P/3 – Foi mesmo, foi mesmo, a gente ouviu muitas coisas bem importantes, pelo menos eu fiquei muito satisfeita
P/1 – Sim, para a gente fechar, uma última pergunta que eu vou fazer para ele aqui, que eu acho que vai dar um foco final para nossa entrevista. Eu queria que você falasse para gente, Nei, como é que foi contar sua história, como é que foi relatar isso para a gente?

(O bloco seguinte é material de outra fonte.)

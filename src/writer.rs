//! Writing the finished word list.

use crate::enrich::EnrichedWordEntry;
use crate::error::{Result, WordFreqError};
use log::info;
use std::io::{self, BufWriter, Write};
use std::path::Path;
use tempfile::NamedTempFile;

/// Writes `entries` as an indented JSON array to `path`.
///
/// The data goes to a temporary file next to `path` first and is renamed into place once
/// complete, so `path` never holds a partial list.
pub fn write_word_list(path: &Path, entries: &[EnrichedWordEntry]) -> Result<()> {
    let write_error = |source: io::Error| WordFreqError::WriteError {
        path: path.to_path_buf(),
        source,
    };
    let dir = match path.parent() {
        Some(parent) if !parent.as_os_str().is_empty() => parent,
        _ => Path::new("."),
    };

    info!("Writing {} words to {:?}...", entries.len(), path);
    let mut temp_file = NamedTempFile::new_in(dir).map_err(write_error)?;
    {
        let mut writer = BufWriter::new(temp_file.as_file_mut());
        serde_json::to_writer_pretty(&mut writer, entries)
            .map_err(|e| write_error(io::Error::from(e)))?;
        writer.flush().map_err(write_error)?;
    }
    temp_file.as_file().sync_all().map_err(write_error)?;
    temp_file.persist(path).map_err(|e| write_error(e.error))?;

    info!("Word list written to {:?}", path);
    Ok(())
}
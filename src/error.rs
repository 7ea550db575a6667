use std::path::PathBuf;
use thiserror::Error;

use crate::tags::GrammaticalClass;

/// Custom Result type for this crate.
pub type Result<T> = std::result::Result<T, WordFreqError>;

/// Enum representing all possible errors in the wordfreq_rs library.
///
/// The first four variants are the pipeline failures (one per stage); the rest come from the
/// lexical database backend and the runtime. Every variant is fatal to a run.
#[derive(Error, Debug)]
pub enum WordFreqError {
    #[error("Could not decode corpus {path:?}: {reason}")]
    DecodeError { path: PathBuf, reason: String },

    #[error("Malformed corpus data: {0}")]
    ParseError(String),

    #[error("Lexical database lookup failed for '{word}' ({class}): {reason}")]
    LookupError {
        word: String,
        class: GrammaticalClass,
        reason: String,
    },

    #[error("Failed to write word list to {path:?}: {source}")]
    WriteError {
        path: PathBuf,
        #[source]
        source: std::io::Error,
    },

    #[error("I/O error: {0}")]
    Io(#[from] std::io::Error),

    #[error("Network error: {0}")]
    Network(#[from] reqwest::Error),

    #[error("XML parsing error: {0}")]
    XmlParse(#[from] quick_xml::DeError),

    #[error("Database error: {0}")]
    Database(#[from] rusqlite::Error),

    #[error("Background task failed: {0}")]
    TaskJoin(#[from] tokio::task::JoinError),

    #[error("Data directory not found or could not be determined")]
    DataDirNotFound,

    #[error("Invalid argument: {0}")]
    InvalidArgument(String),

    #[error("Internal error: {0}")]
    Internal(String), // For unexpected situations
}
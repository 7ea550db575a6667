//! Command-line interface for building the definition-annotated word frequency list.
//!
//! This CLI generates the word list, shows which definition a word would receive, and
//! manages the cached WordNet database.

use clap::{Parser, Subcommand};
use colored::*;
use indicatif::{MultiProgress, ProgressBar, ProgressStyle};
use log::{LevelFilter, error, info};
use std::collections::HashMap;
use std::io::Write;
use std::path::PathBuf;
use std::sync::{Arc, Mutex};
use std::time::Duration;
use wordfreq_rs::{
    EnrichOptions, GrammaticalClass, LoadOptions, NumericPolicy, PipelineOptions, WordNet,
    config::{DEFAULT_CONCURRENCY, DEFAULT_INPUT_FILE, DEFAULT_OUTPUT_FILE},
    enrich::{lookup_operation, select_definition},
    error::Result,
    generate_word_list,
    progress::{ProgressCallback, ProgressReporter, ProgressUpdate},
};

#[derive(Parser, Debug)]
#[command(author, version, about = "BNC word frequency list builder", long_about = None)]
struct Cli {
    #[command(subcommand)]
    command: Commands,

    /// Path to a custom WordNet database file (optional)
    #[arg(long, global = true)]
    db_path: Option<PathBuf>,

    /// Populate the database from this WN-LMF file (.xml or .xml.gz) instead of downloading OEWN
    #[arg(long, global = true)]
    wordnet_xml: Option<PathBuf>,

    /// Force reload data, ignoring existing database content
    #[arg(long, global = true, default_value_t = false)]
    force_reload: bool,

    /// Set verbosity level (use -v, -vv, or -vvv for increasing verbosity)
    #[arg(short, long, global = true, action = clap::ArgAction::Count)]
    verbose: u8,
}

#[derive(Subcommand, Debug)]
enum Commands {
    /// Build the word list from the frequency corpus
    Generate {
        /// Tab-delimited corpus file
        #[arg(long, default_value = DEFAULT_INPUT_FILE)]
        input: PathBuf,
        /// Where to write the JSON word list
        #[arg(long, default_value = DEFAULT_OUTPUT_FILE)]
        output: PathBuf,
        /// Maximum number of definition lookups in flight
        #[arg(long, default_value_t = DEFAULT_CONCURRENCY)]
        concurrency: usize,
        /// Seconds a single lookup may take before the run is aborted
        #[arg(long, default_value_t = 30)]
        lookup_timeout: u64,
        /// Fail on numeric fields that do not parse instead of treating them as missing
        #[arg(long, default_value_t = false)]
        strict_numbers: bool,
    },
    /// Show the definitions a word has and the one the word list would use
    Define {
        /// The word to define
        word: String,
        /// Grammatical class (noun, verb, adjective, adverb)
        class: GrammaticalClass,
    },
    /// Clear the WordNet database
    ClearDb,
}

/// Sets up logging based on verbosity level.
fn setup_logging(verbose: u8) {
    let log_level = match verbose {
        0 => LevelFilter::Warn,
        1 => LevelFilter::Info,
        2 => LevelFilter::Debug,
        _ => LevelFilter::Trace,
    };

    env_logger::Builder::new()
        .filter(None, log_level)
        .format(|buf, record| writeln!(buf, "[{}] {}", record.level(), record.args()))
        .init();
}

/// Creates a progress callback for displaying download, population and lookup progress.
fn create_progress_callback(
    multi_progress: MultiProgress,
    progress_bars: Arc<Mutex<HashMap<String, ProgressBar>>>,
) -> ProgressCallback {
    Box::new(move |update: ProgressUpdate| {
        let Ok(mut bars) = progress_bars.lock() else {
            return true;
        };

        if update.current_item == 0 && !bars.contains_key(&update.stage_description) {
            let pb = multi_progress.add(ProgressBar::new(update.total_items.unwrap_or(0)));
            let style_template = if update.total_items.is_some() {
                "{prefix:>12.cyan.bold} [{elapsed_precise}] {bar:40.cyan/blue} {pos:>7}/{len:7} ({percent}%) {msg}"
            } else {
                "{prefix:>12.cyan.bold} [{elapsed_precise}] {spinner} {msg}"
            };
            if let Ok(style) = ProgressStyle::default_bar().template(style_template) {
                pb.set_style(style.progress_chars("##-"));
            }
            pb.set_prefix(update.stage_description.clone());
            pb.set_message(update.message.unwrap_or_default());
            pb.enable_steady_tick(Duration::from_millis(100));
            bars.insert(update.stage_description.clone(), pb);
        } else if let Some(pb) = bars.get(&update.stage_description) {
            pb.set_position(update.current_item);
            if let Some(msg) = update.message {
                pb.set_message(msg);
            }
            if let Some(total) = update.total_items {
                if update.current_item >= total {
                    pb.finish_and_clear();
                }
            }
        }
        true
    })
}

fn finish_progress(progress_bars: &Arc<Mutex<HashMap<String, ProgressBar>>>) {
    if let Ok(bars) = progress_bars.lock() {
        for pb in bars.values() {
            pb.finish_and_clear();
        }
    }
    std::io::stdout().flush().ok();
}

/// Main entry point for the CLI application.
#[tokio::main]
async fn main() {
    let cli = Cli::parse();
    setup_logging(cli.verbose);

    if let Commands::ClearDb = cli.command {
        info!("Clearing database...");
        match WordNet::clear_database(cli.db_path) {
            Ok(_) => println!("{}", "Database cleared successfully.".green()),
            Err(e) => fail("Error clearing database", &e),
        }
        return;
    }

    let multi_progress = MultiProgress::new();
    let progress_bars = Arc::new(Mutex::new(HashMap::<String, ProgressBar>::new()));
    let reporter = ProgressReporter::new(create_progress_callback(
        multi_progress.clone(),
        progress_bars.clone(),
    ));

    info!("Loading WordNet data...");
    let load_options = LoadOptions {
        db_path: cli.db_path,
        force_reload: cli.force_reload,
        xml_path: cli.wordnet_xml,
    };
    let wn = match WordNet::load_with_options(load_options, Some(reporter.clone())).await {
        Ok(wn) => {
            info!("WordNet data loaded from {:?}.", wn.db_path());
            wn
        }
        Err(e) => {
            finish_progress(&progress_bars);
            fail("Failed to load WordNet data", &e);
        }
    };

    match cli.command {
        Commands::Generate {
            input,
            output,
            concurrency,
            lookup_timeout,
            strict_numbers,
        } => {
            let options = PipelineOptions {
                input_path: input,
                output_path: output,
                numeric_policy: if strict_numbers {
                    NumericPolicy::Strict
                } else {
                    NumericPolicy::Lenient
                },
                enrich: EnrichOptions {
                    concurrency,
                    lookup_timeout: Duration::from_secs(lookup_timeout),
                },
            };
            let result = generate_word_list(&options, Arc::new(wn), Some(&reporter)).await;
            finish_progress(&progress_bars);
            match result {
                Ok(summary) => println!(
                    "{} {} words ({} ranked from {} corpus rows) to {}",
                    "Wrote".green().bold(),
                    summary.words_written.to_string().bold(),
                    summary.words_ranked,
                    summary.records_read,
                    options.output_path.display().to_string().cyan()
                ),
                Err(e) => fail("Error generating word list", &e),
            }
        }
        Commands::Define { word, class } => {
            finish_progress(&progress_bars);
            if let Err(e) = handle_define(&wn, &word, class) {
                fail(&format!("Error defining '{}'", word), &e);
            }
        }
        Commands::ClearDb => unreachable!("handled before loading"),
    }
}

fn fail(context: &str, e: &wordfreq_rs::WordFreqError) -> ! {
    error!("{}: {}", context, e);
    eprintln!("{}", format!("{}: {}", context, e).red());
    std::process::exit(1);
}

/// Prints every candidate definition and marks the one the word list would use.
fn handle_define(wn: &WordNet, word: &str, class: GrammaticalClass) -> Result<()> {
    info!("Defining word: '{}' as {}", word, class);
    let candidates = lookup_operation::<WordNet>(class)(wn, word)?;

    println!("\n{} ~ {}", word.bold().cyan(), class.to_string().italic());
    match select_definition(&candidates) {
        Some(selected) => println!("  {}: {}", "Selected".magenta(), selected.green()),
        None => {
            println!("  No usable definition; '{}' would be left out.", word.yellow());
        }
    }
    for (i, candidate) in candidates.iter().enumerate() {
        println!(
            "  {}: {} {}",
            (i + 1).to_string().bold(),
            candidate.definition.trim(),
            format!("[{}]", candidate.synset_id).dimmed()
        );
    }
    Ok(())
}
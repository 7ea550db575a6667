//! Open English WordNet as the lexical database for enrichment.

use crate::data;
use crate::db;
use crate::enrich::{DefinitionCandidate, LexicalDatabase};
use crate::error::{Result, WordFreqError};
use crate::models::PartOfSpeech;
use crate::parse::{parse_lmf, read_lmf_file};
use crate::progress::ProgressReporter;
use crate::tags::GrammaticalClass;
use directories_next::ProjectDirs;
use log::{debug, error, info};
use rusqlite::{Connection, OpenFlags};
use std::fs;
use std::path::{Path, PathBuf};
use std::sync::{Arc, Mutex};
use tokio::task;

/// Options for loading WordNet data.
#[derive(Debug, Default, Clone)]
pub struct LoadOptions {
    /// Optional path to a specific database file to use or create.
    /// If None, the default location based on ProjectDirs will be used.
    pub db_path: Option<PathBuf>,
    /// Force reloading data from XML and repopulating the database,
    /// ignoring any existing database content.
    pub force_reload: bool,
    /// Local WN-LMF file (`.xml` or `.xml.gz`) to populate from instead of the OEWN download.
    pub xml_path: Option<PathBuf>,
}

/// The WordNet lookup handle.
#[derive(Clone)] // Clone is cheap due to Arc<Mutex<...>>
pub struct WordNet {
    // rusqlite connections are not Sync; lookups from the blocking pool take turns.
    conn: Arc<Mutex<Connection>>,
    db_file_path: Arc<PathBuf>,
}

// Helper function to open/create the database connection
fn open_db_connection(path: &Path) -> Result<Connection> {
    if let Some(parent) = path.parent() {
        fs::create_dir_all(parent)?;
    }
    let conn = Connection::open_with_flags(
        path,
        OpenFlags::SQLITE_OPEN_READ_WRITE | OpenFlags::SQLITE_OPEN_CREATE,
    )?;

    conn.pragma_update(None, "journal_mode", "WAL")?;
    conn.pragma_update(None, "cache_size", "-64000")?; // 64MB
    conn.pragma_update(None, "synchronous", "NORMAL")?;

    Ok(conn)
}

/// WordNet parts of speech searched for a grammatical class. Adjectives include satellites.
pub fn parts_of_speech_for(class: GrammaticalClass) -> &'static [PartOfSpeech] {
    match class {
        GrammaticalClass::Noun => &[PartOfSpeech::N],
        GrammaticalClass::Verb => &[PartOfSpeech::V],
        GrammaticalClass::Adjective => &[PartOfSpeech::A, PartOfSpeech::S],
        GrammaticalClass::Adverb => &[PartOfSpeech::R],
    }
}

impl WordNet {
    /// Loads the WordNet data with specific options.
    ///
    /// Opens/creates the database, initializes the schema, and populates it from XML when the
    /// database is new, empty, or a reload was forced.
    pub async fn load_with_options(
        options: LoadOptions,
        reporter: Option<ProgressReporter>,
    ) -> Result<Self> {
        let db_path = match options.db_path {
            Some(path) => {
                info!("Using provided database path: {:?}", path);
                path
            }
            None => Self::get_default_db_path()?,
        };

        let db_exists = db_path.exists();
        let mut needs_population = !db_exists || options.force_reload;

        let mut conn = open_db_connection(&db_path)?;
        db::initialize_database(&mut conn)?;

        if !needs_population {
            if db::count_lexicons(&conn)? == 0 {
                info!("Database exists but appears empty. Triggering population.");
                needs_population = true;
            } else {
                info!("Database exists and contains data. Skipping population.");
            }
        }

        if needs_population {
            if options.force_reload && db_exists {
                info!("Force reload requested. Clearing existing database data before population...");
                let tx = conn.transaction()?;
                db::clear_database_data(&tx)?;
                tx.commit()?;
            } else {
                info!("Database needs population (first run or empty).");
            }

            let xml_path = match options.xml_path {
                Some(path) => path,
                None => data::ensure_data(reporter.as_ref()).await?,
            };
            let xml_content = read_lmf_file(&xml_path).await?;
            let resource = parse_lmf(xml_content).await?;

            conn = task::spawn_blocking(move || -> Result<Connection> {
                db::populate_database(&mut conn, &resource, reporter.as_ref())?;
                Ok(conn)
            })
            .await??;
        } else {
            info!("Using existing populated database: {:?}", db_path);
        }

        Ok(WordNet {
            conn: Arc::new(Mutex::new(conn)),
            db_file_path: Arc::new(db_path),
        })
    }

    /// Gets the default path for the SQLite database file.
    pub fn get_default_db_path() -> Result<PathBuf> {
        let project_dirs = ProjectDirs::from("org", "WordFreqRs", data::DATA_SUBDIR)
            .ok_or(WordFreqError::DataDirNotFound)?;
        let data_dir = project_dirs.data_dir();
        fs::create_dir_all(data_dir)?;
        Ok(data_dir.join(format!("oewn-{}.db", data::OEWN_VERSION)))
    }

    pub fn db_path(&self) -> &Path {
        &self.db_file_path
    }

    /// Clears the WordNet database file(s).
    ///
    /// If `db_path_override` is `None`, the default database path is used.
    pub fn clear_database(db_path_override: Option<PathBuf>) -> Result<()> {
        let path_to_clear = match db_path_override {
            Some(path) => path,
            None => Self::get_default_db_path()?,
        };
        info!("Attempting to clear database file: {:?}", path_to_clear);

        if !path_to_clear.exists() {
            info!(
                "Database file not found, nothing to clear: {:?}",
                path_to_clear
            );
            return Ok(());
        }

        match fs::remove_file(&path_to_clear) {
            Ok(_) => {
                info!("Successfully deleted database file: {:?}", path_to_clear);
                // SQLite names its side files <db>-wal and <db>-shm.
                for suffix in ["-wal", "-shm"] {
                    let mut side_file = path_to_clear.clone().into_os_string();
                    side_file.push(suffix);
                    let _ = fs::remove_file(PathBuf::from(side_file));
                }
                Ok(())
            }
            Err(e) => {
                error!("Failed to delete database file {:?}: {}", path_to_clear, e);
                Err(WordFreqError::Io(e))
            }
        }
    }

    /// Looks up definitions for `lemma` in the given parts of speech, most common sense first.
    pub fn lookup_definitions(
        &self,
        lemma: &str,
        parts_of_speech: &[PartOfSpeech],
    ) -> Result<Vec<DefinitionCandidate>> {
        let conn_guard = self
            .conn
            .lock()
            .map_err(|_| WordFreqError::Internal("Mutex poisoned".to_string()))?;
        let candidates = db::query_definitions(&conn_guard, lemma, parts_of_speech)?;
        debug!(
            "lookup_definitions: lemma='{}', pos={:?}: {} candidates",
            lemma,
            parts_of_speech,
            candidates.len()
        );
        Ok(candidates)
    }

    pub fn lookup_class(
        &self,
        lemma: &str,
        class: GrammaticalClass,
    ) -> Result<Vec<DefinitionCandidate>> {
        self.lookup_definitions(lemma, parts_of_speech_for(class))
    }
}

impl LexicalDatabase for WordNet {
    fn lookup_noun(&self, word: &str) -> Result<Vec<DefinitionCandidate>> {
        self.lookup_class(word, GrammaticalClass::Noun)
    }

    fn lookup_verb(&self, word: &str) -> Result<Vec<DefinitionCandidate>> {
        self.lookup_class(word, GrammaticalClass::Verb)
    }

    fn lookup_adjective(&self, word: &str) -> Result<Vec<DefinitionCandidate>> {
        self.lookup_class(word, GrammaticalClass::Adjective)
    }

    fn lookup_adverb(&self, word: &str) -> Result<Vec<DefinitionCandidate>> {
        self.lookup_class(word, GrammaticalClass::Adverb)
    }
}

R – Então, eu, quando recebi o convite, achei muito interessante, porque sempre acho bom a gente poder contar história, não a minha história, mas a história do meu povo, mas não dá para descolar a minha história da história do meu povo. Então, contar toda essa história do povo e, de certo modo, a minha história de vida também está incluída dentro dessa história, eu acho muito importante, porque é uma oportunidade das pessoas irem conhecendo cada vez mais essa diversidade cultural que existe, muitos povos aqui no nosso Brasil. Existem mais de 300 povos que são diferentes, com lutas diferentes, com processos diferentes de contato. Há povos que são povos isolados, há povos que tem 500 anos em contato, há povos que tem só 30 anos de contato, e muita gente não sabe dessa história, porém, às vezes, a gente, muitas vezes assim, conversando, diante da câmera, e das pessoas acaba dando um branco e a gente não lembra de muita coisa, depois que termina a gente lembra assim: “ah, agora lembrei de uma coisa interessante que eu poderia ter falado", tem muito isso. Mas para mim foi muito bacana poder estar aqui com vocês, poder compartilhar um pouco da minha história de vida, da história de luta do meu povo, da minha família, e de toda essa história mesmo de resistência, que é muito comum com a história de outros povos que passaram por invasões de suas terras, de assassinatos, de violências, mas que são povos que não se intimidam. Não é porque vão fazer uma chacina, ou que vão matar um líder, que esse povo vai intimidar e que vai deixar de lutar e eles vão acabar com aquele povo, quando morre um líder brota outras pessoas com esse desejo de continuar a luta. Então, é um pouco disso.